◆ Assignment
Word for word, reproduce all of the entries shown below.

◆ Data records
········
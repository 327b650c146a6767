use anyhow::Result;
use log::LevelFilter;
use std::path::PathBuf;

use sentiment_cli::build_cli;
use sentiment_cli::train::{format_scores, run_clear_cache, run_train};

fn main() -> Result<()> {
    env_logger::Builder::default()
        .filter_level(LevelFilter::Error)
        .parse_env(env_logger::Env::default().filter_or("SENTIMENT_LOG", "error,sentiment=info"))
        .init();

    let matches = build_cli().get_matches();

    match matches.subcommand() {
        Some(("train", train_matches)) => match run_train(train_matches) {
            Ok(report) => {
                println!("{}", format_scores(&report.scores));
                Ok(())
            }
            Err(e) => {
                log::error!("Training failed: {:#}", e);
                std::process::exit(1)
            }
        },
        Some(("clear-cache", clear_matches)) => {
            let cache_dir = clear_matches
                .get_one::<PathBuf>("cache_dir")
                .cloned()
                .unwrap_or_else(|| PathBuf::from(".cache"));
            let removed = run_clear_cache(&cache_dir)?;
            eprintln!("Removed {} cache entries from {}", removed, cache_dir.display());
            Ok(())
        }
        _ => unreachable!("Subcommand is required by CLI configuration"),
    }
}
········
◆ Task response
repository 327b650c146a6767
use anyhow::Result;
use log::LevelFilter;
use std::path::PathBuf;

use sentiment_cli::build_cli;
use sentiment_cli::train::{format_scores, run_clear_cache, run_train};

fn main() -> Result<()> {
    env_logger::Builder::default()
        .filter_level(LevelFilter::Error)
        .parse_env(env_logger::Env::default().filter_or("SENTIMENT_LOG", "error,sentiment=info"))
        .init();

    let matches = build_cli().get_matches();

    match matches.subcommand() {
        Some(("train", train_matches)) => match run_train(train_matches) {
            Ok(report) => {
                println!("{}", format_scores(&report.scores));
                Ok(())
            }
            Err(e) => {
                log::error!("Training failed: {:#}", e);
                std::process::exit(1)
            }
        },
        Some(("clear-cache", clear_matches)) => {
            let cache_dir = clear_matches
                .get_one::<PathBuf>("cache_dir")
                .cloned()
                .unwrap_or_else(|| PathBuf::from(".cache"));
            let removed = run_clear_cache(&cache_dir)?;
            eprintln!("Removed {} cache entries from {}", removed, cache_dir.display());
            Ok(())
        }
        _ => unreachable!("Subcommand is required by CLI configuration"),
    }
}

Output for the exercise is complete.